Falling

I’ve done a lot of falling in my life.

I’ve fallen in love.

I’ve fallen for lines.

I’ve fallen behind in my bills.

I’ve fallen short.

I’ve fallen by the wayside.

I’ve fallen for a trick or two, more than once.

But the more significant falls have been at critical moments:  When walking down the steps of the stage at my law school graduation; in a dark dormitory hallway; once in a courtroom in front of a jury.

I tried to explain my falls to one of the fancy Stanford doctors.  His eyes lit and he pulled his resident closer and asked me to begin again.  I drew a breath and started over, talking about weak musculature, uncontrollable spasticity, and proprioceptor sensation.  I strained to explain the sharp little warnings I get of an impending collapse.  They nodded as though I made sense, and clicked on the electronic medical records tablet.  I glanced over my shoulder for signs of an impending straight jacket.

I’ve collected some hilarious responses to my falls, from my friend Alan’s “don’t you have reverse?” to a long-ago colleague’s assurances to our boss that falling was my second job.  “After what?” came the question.  “Single-parenting,” he said.  My boss looked dubious.

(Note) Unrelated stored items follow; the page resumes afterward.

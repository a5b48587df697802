//! Webhook Notification
//!
//! Signs and delivers game-result callbacks to the configured external
//! endpoint. Delivery is best-effort: one POST with a bounded timeout,
//! HTTP 200 exactly counts as success, anything else is logged and
//! discarded. No retry, no queue.
//!
//! The signature is an HMAC-SHA256 over the canonical serialization of
//! the body (compact JSON with lexicographically sorted keys), so any
//! receiver applying the same canonicalization can reproduce it.

use std::time::Duration;

use chrono::{SecondsFormat, Utc};
use hmac::{Hmac, Mac};
use serde::{Deserialize, Serialize};
use serde_json::{json, Value};
use sha2::Sha256;
use tracing::{error, info, warn};

use crate::WEBHOOK_TIMEOUT_SECS;

type HmacSha256 = Hmac<Sha256>;

/// Name of the signature header attached to every delivery.
pub const SIGNATURE_HEADER: &str = "X-Webhook-Signature";

/// Event name carried in every payload.
const EVENT_NAME: &str = "game_completed";

/// Webhook destination configuration.
///
/// Delivery is a no-op unless both fields are set.
#[derive(Debug, Clone, Default, Serialize, Deserialize)]
pub struct WebhookConfig {
    /// Destination URL.
    pub url: Option<String>,
    /// Shared signing secret.
    pub secret: Option<String>,
}

/// Terminal outcome of one game session, as reported downstream.
#[derive(Debug, Clone)]
pub struct GameResult {
    /// Session id (`game_id` on the wire).
    pub game_id: u64,
    /// Player identity.
    pub player_email: String,
    /// Whether the player won.
    pub won: bool,
    /// Final display score.
    pub score: u32,
    /// Flip moves taken.
    pub moves: u32,
    /// Elapsed seconds; rounded to 2 decimals on the wire.
    pub time_taken: f64,
    /// Pairs matched before termination.
    pub matches_found: u32,
    /// Level name (travels as `level_id`).
    pub level_name: String,
    /// Points awarded or deducted.
    pub points_change: i64,
}

/// Outcome of a connectivity test delivery.
#[derive(Debug, Clone, Serialize)]
pub struct WebhookTestOutcome {
    /// Whether the endpoint answered HTTP 200.
    pub success: bool,
    /// Response status code; zero when no response arrived.
    pub status_code: u16,
    /// Human-readable detail.
    pub message: String,
}

/// Build the wire payload for a game result.
fn build_payload(result: &GameResult, timestamp: &str) -> Value {
    json!({
        "event": EVENT_NAME,
        "timestamp": timestamp,
        "game_id": result.game_id,
        "data": {
            "player_email": result.player_email,
            "won": result.won,
            "score": result.score,
            "moves": result.moves,
            "time_taken": round2(result.time_taken),
            "matches_found": result.matches_found,
            "level_id": result.level_name,
            "points_change": result.points_change,
        }
    })
}

/// Round to 2 decimal places for the wire format.
fn round2(value: f64) -> f64 {
    (value * 100.0).round() / 100.0
}

/// Canonical serialization of a payload: compact JSON with keys in
/// lexicographic order. `serde_json` maps are BTree-backed, so object
/// keys already serialize sorted.
pub fn canonical_json(payload: &Value) -> String {
    payload.to_string()
}

/// Hex-encoded HMAC-SHA256 of the canonical payload bytes.
pub fn sign_payload(secret: &str, canonical: &str) -> String {
    let mut mac = HmacSha256::new_from_slice(secret.as_bytes())
        .expect("HMAC accepts keys of any length");
    mac.update(canonical.as_bytes());
    hex::encode(mac.finalize().into_bytes())
}

/// Signs and delivers game-result payloads.
pub struct WebhookNotifier {
    client: reqwest::Client,
}

impl WebhookNotifier {
    /// Create a notifier with the standard delivery timeout.
    pub fn new() -> Self {
        let client = reqwest::Client::builder()
            .timeout(Duration::from_secs(WEBHOOK_TIMEOUT_SECS))
            .build()
            .expect("failed to construct HTTP client");
        Self { client }
    }

    /// Deliver one game result.
    ///
    /// Returns `true` only when the endpoint answered HTTP 200. A
    /// missing URL or secret makes this a warned no-op; failures are
    /// logged and swallowed.
    pub async fn send_game_result(&self, config: &WebhookConfig, result: &GameResult) -> bool {
        let (Some(url), Some(secret)) = (config.url.as_deref(), config.secret.as_deref()) else {
            warn!("Webhook URL or secret not configured, skipping webhook");
            return false;
        };

        let timestamp = Utc::now().to_rfc3339_opts(SecondsFormat::Micros, true);
        let payload = build_payload(result, &timestamp);
        self.deliver(url, secret, &payload, result.game_id).await
    }

    /// POST a signed canonical payload. The request body is the exact
    /// canonical string the signature covers.
    async fn deliver(&self, url: &str, secret: &str, payload: &Value, game_id: u64) -> bool {
        let canonical = canonical_json(payload);
        let signature = sign_payload(secret, &canonical);

        let response = self
            .client
            .post(url)
            .header(reqwest::header::CONTENT_TYPE, "application/json")
            .header(SIGNATURE_HEADER, signature)
            .body(canonical)
            .send()
            .await;

        match response {
            Ok(resp) if resp.status() == reqwest::StatusCode::OK => {
                info!("Webhook sent successfully for game {}", game_id);
                true
            }
            Ok(resp) => {
                let status = resp.status();
                let body = resp.text().await.unwrap_or_default();
                error!(
                    "Webhook failed for game {}: Status {}, Response: {}",
                    game_id, status, body
                );
                false
            }
            Err(e) => {
                error!("Error sending webhook for game {}: {}", game_id, e);
                false
            }
        }
    }

    /// Send a dummy payload to verify endpoint connectivity.
    pub async fn send_test(&self, url: &str, secret: &str) -> WebhookTestOutcome {
        let timestamp = Utc::now().to_rfc3339_opts(SecondsFormat::Micros, true);
        let test_result = GameResult {
            game_id: 0,
            player_email: "test@example.com".to_string(),
            won: true,
            score: 100,
            moves: 15,
            time_taken: 45.5,
            matches_found: 8,
            level_name: "Test".to_string(),
            points_change: 0,
        };
        let payload = build_payload(&test_result, &timestamp);
        let canonical = canonical_json(&payload);
        let signature = sign_payload(secret, &canonical);

        let response = self
            .client
            .post(url)
            .header(reqwest::header::CONTENT_TYPE, "application/json")
            .header(SIGNATURE_HEADER, signature)
            .body(canonical)
            .send()
            .await;

        match response {
            Ok(resp) => {
                let status = resp.status().as_u16();
                let body = resp.text().await.unwrap_or_default();
                let detail: String = body.chars().take(500).collect();
                WebhookTestOutcome {
                    success: status == 200,
                    status_code: status,
                    message: format!("Status: {status}, Response: {detail}"),
                }
            }
            Err(e) => WebhookTestOutcome {
                success: false,
                status_code: 0,
                message: format!("Error: {e}"),
            },
        }
    }
}

impl Default for WebhookNotifier {
    fn default() -> Self {
        Self::new()
    }
}

#[cfg(test)]
mod tests {
    use super::*;

    fn test_result() -> GameResult {
        GameResult {
            game_id: 42,
            player_email: "player@example.com".to_string(),
            won: true,
            score: 80,
            moves: 12,
            time_taken: 33.333,
            matches_found: 8,
            level_name: "Hard".to_string(),
            points_change: 20,
        }
    }

    #[test]
    fn canonical_form_sorts_keys() {
        let payload = build_payload(&test_result(), "2026-01-01T00:00:00.000000Z");
        let canonical = canonical_json(&payload);

        // Top-level keys in lexicographic order.
        let data_pos = canonical.find("\"data\"").unwrap();
        let event_pos = canonical.find("\"event\"").unwrap();
        let game_id_pos = canonical.find("\"game_id\"").unwrap();
        let ts_pos = canonical.find("\"timestamp\"").unwrap();
        assert!(data_pos < event_pos && event_pos < game_id_pos && game_id_pos < ts_pos);

        // No whitespace in the compact form.
        assert!(!canonical.contains(": "));
        assert!(!canonical.contains(", "));
    }

    #[test]
    fn payload_carries_wire_fields() {
        let payload = build_payload(&test_result(), "2026-01-01T00:00:00.000000Z");
        assert_eq!(payload["event"], "game_completed");
        assert_eq!(payload["game_id"], 42);
        assert_eq!(payload["data"]["player_email"], "player@example.com");
        assert_eq!(payload["data"]["won"], true);
        assert_eq!(payload["data"]["level_id"], "Hard");
        assert_eq!(payload["data"]["points_change"], 20);
        // time_taken rounded to 2 decimals.
        assert_eq!(payload["data"]["time_taken"], 33.33);
    }

    #[test]
    fn signature_is_deterministic() {
        let payload = build_payload(&test_result(), "2026-01-01T00:00:00.000000Z");
        let canonical = canonical_json(&payload);
        let a = sign_payload("shared-secret", &canonical);
        let b = sign_payload("shared-secret", &canonical);
        assert_eq!(a, b);
        assert_eq!(a.len(), 64); // hex SHA-256
    }

    #[test]
    fn signature_matches_independent_recomputation() {
        let canonical = canonical_json(&build_payload(
            &test_result(),
            "2026-01-01T00:00:00.000000Z",
        ));
        let signature = sign_payload("shared-secret", &canonical);

        // Receiver-side recomputation from scratch.
        let mut mac = HmacSha256::new_from_slice(b"shared-secret").unwrap();
        mac.update(canonical.as_bytes());
        let expected = hex::encode(mac.finalize().into_bytes());
        assert_eq!(signature, expected);
    }

    #[test]
    fn signature_depends_on_secret_and_body() {
        let canonical = canonical_json(&build_payload(
            &test_result(),
            "2026-01-01T00:00:00.000000Z",
        ));
        let a = sign_payload("secret-a", &canonical);
        let b = sign_payload("secret-b", &canonical);
        assert_ne!(a, b);

        let mut tampered = test_result();
        tampered.points_change = -20;
        let other = canonical_json(&build_payload(&tampered, "2026-01-01T00:00:00.000000Z"));
        assert_ne!(sign_payload("secret-a", &other), a);
    }

    #[test]
    fn round2_truncates_to_cents() {
        assert_eq!(round2(45.456), 45.46);
        assert_eq!(round2(45.454), 45.45);
        assert_eq!(round2(45.5), 45.5);
        assert_eq!(round2(0.0), 0.0);
    }

    /// Read one HTTP request off the socket and answer 200, returning
    /// the raw request text.
    async fn answer_ok(listener: tokio::net::TcpListener) -> String {
        use tokio::io::{AsyncReadExt, AsyncWriteExt};

        let (mut socket, _) = listener.accept().await.unwrap();
        let mut raw = Vec::new();
        let mut buf = [0u8; 1024];
        loop {
            let n = socket.read(&mut buf).await.unwrap();
            raw.extend_from_slice(&buf[..n]);
            let text = String::from_utf8_lossy(&raw);
            if let Some(header_end) = text.find("\r\n\r\n") {
                let content_length = text
                    .lines()
                    .find_map(|line| {
                        let (name, value) = line.split_once(':')?;
                        name.eq_ignore_ascii_case("content-length")
                            .then(|| value.trim().parse::<usize>().ok())?
                    })
                    .unwrap_or(0);
                if raw.len() >= header_end + 4 + content_length {
                    break;
                }
            }
            if n == 0 {
                break;
            }
        }
        socket
            .write_all(b"HTTP/1.1 200 OK\r\ncontent-length: 2\r\nconnection: close\r\n\r\nok")
            .await
            .unwrap();
        String::from_utf8(raw).unwrap()
    }

    #[tokio::test]
    async fn send_test_delivers_a_signed_payload() {
        let listener = tokio::net::TcpListener::bind("127.0.0.1:0").await.unwrap();
        let addr = listener.local_addr().unwrap();
        let server = tokio::spawn(answer_ok(listener));

        let notifier = WebhookNotifier::new();
        let outcome = notifier
            .send_test(&format!("http://{addr}/hook"), "shared-secret")
            .await;
        assert!(outcome.success);
        assert_eq!(outcome.status_code, 200);

        let request = server.await.unwrap();
        let (head, body) = request.split_once("\r\n\r\n").unwrap();
        // The signature header covers the exact body bytes on the wire.
        let signature = head
            .lines()
            .find_map(|line| {
                let (name, value) = line.split_once(':')?;
                name.eq_ignore_ascii_case(SIGNATURE_HEADER)
                    .then(|| value.trim().to_string())
            })
            .unwrap();
        assert_eq!(signature, sign_payload("shared-secret", body));

        let payload: Value = serde_json::from_str(body).unwrap();
        assert_eq!(payload["event"], "game_completed");
        assert_eq!(payload["data"]["player_email"], "test@example.com");
    }

    #[tokio::test]
    async fn send_test_reports_unreachable_endpoint() {
        let notifier = WebhookNotifier::new();
        let outcome = notifier.send_test("http://127.0.0.1:1/hook", "shared-secret").await;
        assert!(!outcome.success);
        assert_eq!(outcome.status_code, 0);
        assert!(outcome.message.starts_with("Error:"));
    }

    #[tokio::test]
    async fn unconfigured_destination_is_a_no_op() {
        let notifier = WebhookNotifier::new();
        let sent = notifier
            .send_game_result(&WebhookConfig::default(), &test_result())
            .await;
        assert!(!sent);

        let url_only = WebhookConfig {
            url: Some("http://localhost:1/hook".to_string()),
            secret: None,
        };
        assert!(!notifier.send_game_result(&url_only, &test_result()).await);
    }
}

On the law school occasion, my mother later breathed a sign of relief that I had taken the tumble.  “I didn’t think it was really you until you fell,” she explained.  I totally understood.

Every host or hostess has been instructed to drag me out into their street if I fall.  “You’d be surprised at the paperwork when a disabled lawyer trips,” I tell them.  “Don’t call 911 until I’m safely deposited on the roadway.  Disavow knowledge of me entirely.”  They know that I’m serious.  I’ve got health insurance; I don’t need them to suffer the pain of subrogation.

The first time someone sees me fall always frightens them.  They feel responsible, nervous, worried.  They want to hoist me off the floor and shove me into a wheelchair, mostly for their own peace of mind.  I try not to suffer humiliation, though the pitying looks of passing strangers might as well be daggers to the heart.  I assure everyone that I’m fine; that I always fall; that I can get off the ground unassisted.  It’s mostly true, though left to my own devices, it could take thirty minutes or more.  I keep my cell phone handy.

I’ve broken hands, elbows, and feet falling through space, on gravel, and in front of moving vehicles.  I’ve got a hip that spontaneously dislocates and I can tell you if it’s going to rain in Saigon at least a week in advance.  Nobody falls with grace, but I make an art of the clumsy spill despite tumbling lessons as a child and decades of physical therapy.

It can’t be easy living with someone who falls a lot, which might in part explain my 300 divorces.  But I have reached the point in my life at which I only cry a little.  It’s more likely that I will laugh, whether from embarrassment, giddiness, or sheer hysteria.  Laughter — the best medicine, right?  Of course it is.  On the way to the ground, I’m already thinking how funny: to be so awkward, to bounce so poorly.

But I’m not complaining.  It could be worse, a lot worse.  So I’ll pick myself up, brush myself off, and start all over again.  Once more, with feeling.

It’s the twenty-fifth day of the forty-sixth month of My Year Without Complaining.  Life continues.

One thought on “Falling

  1. Linda Overton

    You are an amazing woman. I think I would have given up if I had suffered the things you have written down here. I have to admire you.